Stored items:
----------------

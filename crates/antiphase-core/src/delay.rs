//! Circular-buffer delay line with fractional reads.
//!
//! The buffer is allocated once from the maximum delay time and never
//! reallocates, so reads and writes are safe on the audio thread.

/// Interpolated delay line.
///
/// Reads use linear interpolation between the two nearest samples, which keeps a
/// smoothly changing delay time free of zipper noise.
///
/// # Example
///
/// ```rust
/// use antiphase_core::InterpolatedDelay;
///
/// // 1 s max delay at 48 kHz
/// let mut delay = InterpolatedDelay::from_time(48000.0, 1.0);
/// let out = delay.read_write(1.0, 10.5);
/// assert_eq!(out, 0.0);
/// ```
#[derive(Debug, Clone)]
pub struct InterpolatedDelay {
    buffer: Vec<f32>,
    write_pos: usize,
}

impl InterpolatedDelay {
    /// Creates a delay line holding `max_delay_samples` samples (at least 2).
    pub fn new(max_delay_samples: usize) -> Self {
        Self {
            buffer: vec![0.0; max_delay_samples.max(2)],
            write_pos: 0,
        }
    }

    /// Creates a delay line from sample rate and max delay time in seconds.
    pub fn from_time(sample_rate: f32, max_seconds: f32) -> Self {
        let max_samples = (sample_rate * max_seconds.max(0.0)) as usize + 2;
        Self::new(max_samples)
    }

    /// Reads the sample written `delay_samples` samples before the next write.
    ///
    /// A delay of 0 returns the most recently written sample. Delays past the
    /// capacity are clamped.
    #[inline]
    pub fn read(&self, delay_samples: f32) -> f32 {
        let len = self.buffer.len();
        let delay = delay_samples.clamp(0.0, (len - 2) as f32);

        let delay_int = delay as usize;
        let frac = delay - delay_int as f32;

        let read_pos = (self.write_pos + len - delay_int - 1) % len;
        let older_pos = (read_pos + len - 1) % len;

        let a = self.buffer[read_pos];
        let b = self.buffer[older_pos];
        a + (b - a) * frac
    }

    /// Writes a sample and advances the write position.
    #[inline]
    pub fn write(&mut self, sample: f32) {
        self.buffer[self.write_pos] = sample;
        self.write_pos = (self.write_pos + 1) % self.buffer.len();
    }

    /// Writes `sample`, then reads with the given delay.
    ///
    /// With `delay_samples == 0.0` the output equals the input, so the line is
    /// transparent at zero delay.
    #[inline]
    pub fn read_write(&mut self, sample: f32, delay_samples: f32) -> f32 {
        self.write(sample);
        self.read(delay_samples)
    }

    /// Zeroes the buffer.
    pub fn clear(&mut self) {
        self.buffer.fill(0.0);
        self.write_pos = 0;
    }

    /// Largest usable delay in samples.
    pub fn max_delay_samples(&self) -> usize {
        self.buffer.len() - 2
    }
}

#[cfg(test)]
mod tests {
    use super::*;

    #[test]
    fn zero_delay_is_transparent() {
        let mut delay = InterpolatedDelay::new(16);
        for i in 0..32 {
            let x = i as f32;
            assert_eq!(delay.read_write(x, 0.0), x);
        }
    }

    #[test]
    fn integer_delay_shifts_signal() {
        let mut delay = InterpolatedDelay::new(64);
        let mut out = Vec::new();
        for i in 0..20 {
            out.push(delay.read_write(i as f32 + 1.0, 5.0));
        }
        assert_eq!(&out[..5], &[0.0; 5]);
        assert_eq!(out[5], 1.0);
        assert_eq!(out[19], 15.0);
    }

    #[test]
    fn fractional_delay_interpolates() {
        let mut delay = InterpolatedDelay::new(16);
        delay.write(0.0);
        delay.write(1.0);
        // Half-way between the last (1.0) and the one before (0.0).
        assert!((delay.read(0.5) - 0.5).abs() < 1e-6);
    }

    #[test]
    fn delay_clamped_to_capacity() {
        let mut delay = InterpolatedDelay::new(8);
        for i in 0..8 {
            delay.write(i as f32);
        }
        let max = delay.max_delay_samples() as f32;
        assert_eq!(delay.read(1000.0), delay.read(max));
    }

    #[test]
    fn from_time_capacity() {
        let delay = InterpolatedDelay::from_time(48000.0, 1.0);
        assert!(delay.max_delay_samples() >= 48000);
    }

    #[test]
    fn clear_zeroes() {
        let mut delay = InterpolatedDelay::new(8);
        for _ in 0..8 {
            delay.write(1.0);
        }
        delay.clear();
        assert_eq!(delay.read(3.0), 0.0);
    }
}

----------------

■ **Work to complete**:
Exactly how many lines in the data above hold "before"? State that number only.

■ **Written answer**:
2